Peut-on sourire de la Grande Guerre ? Oui, si c’est avec Pierre Lemaître. Impossible d’abandonner en rase campagne son dernier ouvrage couronné par le Prix Goncourt 2013 « Au revoir là-haut ». Publié chez Albin Michel le livre se lit d’une seule traite. Il met en scène deux soldats rescapés de la guerre de 14-18 que poursuit un lieutenant fait héros de guerre pour avoir lancé l’ultime attaque avant l’arrêt des hostilités. Il y a là un trio cocasse réuni le temps d’une déflagration d’obus. Mais pas seulement.
On est à la fin de la Grande guerre, à une tranchée de l’Armistice. Le roman court de novembre 1918 à l’été 1920. Il y est question d’escroquerie à l’exhumation-restitution des dépouilles de militaires morts au feu, de trafic de cercueils, d’usurpation d’identité, d’arnaque aux monuments aux morts, de violation de sépulture et même de prévarication. La totale, comme la guerre de même adjectif. Les faits sont tous droit sortis de l’imagination de l’auteur excepté un tiré d’un fait réel. Le lecteur apprendra lequel in fine.
Nos deux Poilus forment un couple des plus dépareillés. L’un étouffé par sa mère, l’autre méprisé par son père. Déjà deux mutilés de l’affectif… Terne et timoré, le premier voue le reste de son existence à la survivance du second, un dandy fantasque qui lui sauva la vie. La reconnaissance pèse son poids. L’ami bidasse traîne comme un boulet cette gueule cassée morphinomane. En ange gardien, il va jusqu’à lui procurer ses ampoules.
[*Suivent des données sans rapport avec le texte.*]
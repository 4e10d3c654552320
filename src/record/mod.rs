//! Variant records as read from the input callsets.

use std::fmt;

use indexmap::IndexMap;
use noodles_vcf as vcf;

use crate::err::RecordError;

pub mod reader;

pub use reader::VcfReader;

/// The FILTER column of a record.
#[derive(Debug, Clone, PartialEq, Eq, Default)]
pub enum Filter {
    /// `.`
    #[default]
    Missing,
    /// `PASS`
    Pass,
    /// Names of the failed filters.
    Failed(Vec<String>),
}

impl Filter {
    /// Whether the record passed all filters, a missing FILTER counts as passed.
    pub fn is_pass(&self) -> bool {
        match self {
            Filter::Missing | Filter::Pass => true,
            Filter::Failed(names) => names.is_empty(),
        }
    }
}

impl From<Option<&vcf::record::Filters>> for Filter {
    fn from(filters: Option<&vcf::record::Filters>) -> Self {
        match filters {
            None => Filter::Missing,
            Some(vcf::record::Filters::Pass) => Filter::Pass,
            Some(vcf::record::Filters::Fail(ids)) => Filter::Failed(ids.iter().cloned().collect()),
        }
    }
}

impl fmt::Display for Filter {
    fn fmt(&self, f: &mut fmt::Formatter<'_>) -> fmt::Result {
        match self {
            Filter::Missing => write!(f, "."),
            Filter::Pass => write!(f, "PASS"),
            Filter::Failed(names) => write!(f, "{}", names.join(";")),
        }
    }
}

/// Value of an INFO field coerced to an integer where possible.
///
/// Integers sort before text.
#[derive(Debug, Clone, PartialEq, Eq, PartialOrd, Ord, Hash)]
pub enum AnnotationValue {
    Integer(i64),
    Text(String),
}

impl AnnotationValue {
    pub fn coerce(value: &str) -> Self {
        match value.parse::<i64>() {
            Ok(i) => AnnotationValue::Integer(i),
            Err(_) => AnnotationValue::Text(value.to_string()),
        }
    }

    pub fn is_zero(&self) -> bool {
        *self == AnnotationValue::Integer(0)
    }
}

impl fmt::Display for AnnotationValue {
    fn fmt(&self, f: &mut fmt::Formatter<'_>) -> fmt::Result {
        match self {
            AnnotationValue::Integer(i) => write!(f, "{}", i),
            AnnotationValue::Text(s) => write!(f, "{}", s),
        }
    }
}

/// The INFO column, keys in input order mapped to their values as text.
///
/// Flags map to an empty list, missing array elements to `.`.
#[derive(Debug, Clone, PartialEq, Eq, Default)]
pub struct Info(IndexMap<String, Vec<String>>);

impl Info {
    pub fn contains_key(&self, key: &str) -> bool {
        self.0.contains_key(key)
    }

    pub fn values(&self, key: &str) -> Option<&[String]> {
        self.0.get(key).map(Vec::as_slice)
    }

    /// First value of `key`.
    pub fn get_str(&self, key: &str) -> Option<&str> {
        self.values(key)
            .and_then(|values| values.first())
            .map(String::as_str)
    }

    /// First value of `key` as an integer; an error if it is not one.
    pub fn get_int(&self, key: &str) -> Result<Option<i64>, RecordError> {
        self.get_str(key)
            .map(|value| {
                value.parse().map_err(|_| RecordError::InvalidInteger {
                    key: key.to_string(),
                    value: value.to_string(),
                })
            })
            .transpose()
    }

    /// First value of `key`, coerced to an integer where possible.
    pub fn get_coerced(&self, key: &str) -> Option<AnnotationValue> {
        self.get_str(key).map(AnnotationValue::coerce)
    }

    pub fn insert(&mut self, key: impl Into<String>, values: Vec<String>) {
        self.0.insert(key.into(), values);
    }
}

/// Values of one INFO field as text.
fn value_strings(value: &vcf::record::info::field::Value) -> Vec<String> {
    use vcf::record::info::field::{value::Array, Value};

    fn elements<T: ToString>(values: &[Option<T>]) -> Vec<String> {
        values
            .iter()
            .map(|value| match value {
                Some(value) => value.to_string(),
                None => String::from("."),
            })
            .collect()
    }

    match value {
        Value::Integer(i) => vec![i.to_string()],
        Value::Float(f) => vec![f.to_string()],
        Value::Flag => Vec::new(),
        Value::Character(c) => vec![c.to_string()],
        Value::String(s) => vec![s.clone()],
        Value::Array(Array::Integer(values)) => elements(values),
        Value::Array(Array::Float(values)) => elements(values),
        Value::Array(Array::Character(values)) => elements(values),
        Value::Array(Array::String(values)) => elements(values),
    }
}

impl From<&vcf::record::Info> for Info {
    fn from(info: &vcf::record::Info) -> Self {
        let mut result = Info::default();
        for (key, value) in info.as_ref().iter() {
            let values = match value {
                Some(value) => value_strings(value),
                None => vec![String::from(".")],
            };
            result.insert(key.to_string(), values);
        }
        result
    }
}

/// The columns of a VCF record that merging looks at.
///
/// Sample columns are not interpreted but kept in `raw`.
#[derive(Debug, Clone, PartialEq)]
pub struct VcfRecord {
    pub chrom: String,
    /// 1-based position.
    pub pos: i64,
    pub reference: String,
    /// Alternate alleles; empty if the column is `.`.
    pub alternates: Vec<String>,
    pub filter: Filter,
    pub info: Info,
    /// The line the record was read from.
    pub raw: String,
}

impl VcfRecord {
    /// Convert a parsed `record` that was read from the line `raw`.
    pub fn from_vcf(record: &vcf::Record, raw: &str) -> Self {
        let chrom = match record.chromosome() {
            vcf::record::Chromosome::Name(name) | vcf::record::Chromosome::Symbol(name) => {
                name.to_owned()
            }
        };
        let pos: usize = record.position().into();

        Self {
            chrom,
            pos: pos as i64,
            reference: record.reference_bases().to_string(),
            alternates: record
                .alternate_bases()
                .iter()
                .map(|allele| allele.to_string())
                .collect(),
            filter: Filter::from(record.filters()),
            info: Info::from(record.info()),
            raw: raw.to_string(),
        }
    }
}

impl fmt::Display for VcfRecord {
    fn fmt(&self, f: &mut fmt::Formatter<'_>) -> fmt::Result {
        write!(f, "{}", self.raw)
    }
}

/// Header declaring the INFO fields used in unit tests.
#[cfg(test)]
pub(crate) const TEST_HEADER: &str = "##fileformat=VCFv4.2
##INFO=<ID=CHR2,Number=1,Type=String,Description=\"Chromosome of the mate breakpoint\">
##INFO=<ID=END,Number=1,Type=Integer,Description=\"End position of the variant\">
##INFO=<ID=CT,Number=1,Type=String,Description=\"Connection type\">
##INFO=<ID=SVTYPE,Number=1,Type=String,Description=\"Type of structural variant\">
##INFO=<ID=SVCLASS,Number=1,Type=String,Description=\"Class of structural variant\">
##INFO=<ID=SVLEN,Number=.,Type=Integer,Description=\"Length of structural variant\">
##INFO=<ID=CIPOS,Number=2,Type=Integer,Description=\"Confidence interval around POS\">
##INFO=<ID=IMPRECISE,Number=0,Type=Flag,Description=\"Imprecise structural variant\">
#CHROM\tPOS\tID\tREF\tALT\tQUAL\tFILTER\tINFO
";

/// Parse a single data line below `TEST_HEADER`.
#[cfg(test)]
pub(crate) fn record_from_line(line: &str) -> VcfRecord {
    let input = format!("{}{}\n", TEST_HEADER, line);
    VcfReader::new(input.as_bytes())
        .and_then(|mut reader| reader.read_record())
        .expect("valid record")
        .expect("one record")
}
Ce serait beau comme l’antique si cette fraternité entre mutilés de guerre ne finissait par sentir la poudre et conduire un temps le tandem au divorce. La Charité se lasse d’être la risée de l’Hôpital. Là réside le talent du narrateur, manier les beaux sentiments avec le doigté d’un maître-pâtissier. Ils sourdent sans jamais ruisseler.
Face au tandem sympathique, le lieutenant traqueur n’est que plus odieux. Un Javert au mérite usurpé qui surgi toujours là où on ne l’attend pas. Un aristocrate cavaleur ruiné à la Malko Linge qu’obnubile la restauration de son château dévasté par l’ennemi. Mais sans le panache ni le courage du héros de (feu) Gérard de Villiers.
Jamais triste, jamais vulgaire, le livre tutoie la ligne Maginot de l’horreur. Pluies d’obus dévastateurs, gerbées de terre ensevelissant les corps, putréfaction écœurante des chairs labourées, sols boueux truffés d’ossements… Sous la plume de Pierre Lemaître la cruauté se fait jouissive. Sans honte ni remords puisque le romancier fait justice aux sans grade, ridiculise les puissants et châtie les malfaisants. La guerre est finie et la morale sauve, que demander de mieux ?
Pierre Lemaître s’est jusqu’à présent illustré dans le roman policier. Pour cet ouvrage, il dit s’être inspiré d’auteurs romanesques. On en reconnaît certains mais il faudrait une seconde lecture pour les identifier tous et savourer l’exercice de style. Mais qu’importent les modèles pourvu qu’on jouisse du plaisir de lire. La plume de Pierre Lemaître nous entraîne dans un jubilatoire maelstrom d’après-guerre d’où émergent quelques désopilants personnages secondaires : un édile imbécile, égrillard et prétentieux ; un général somnolent dont la brioche se soulève comme un Zeppelin ; une fillette experte en la confection de masques hallucinants ; une femme trompée parfumée au voile de l’infidélité résignée; un homme d’affaires davantage préoccupé par les cours de Bourse que par le cursus de son rejeton hors normes; un fonctionnaire de police crasseux, pointilleux, aigri et placardisé qui salive à la vue d’une liasse de billets de banque ou d’une cuisse de poulet rôti. Une galerie de portraits contemporaine. Au revoir là-haut, bonjour ici-bas…
Pierre Lemaître a fait savoir qu’il comptait donner une suite à son roman. On l’attend.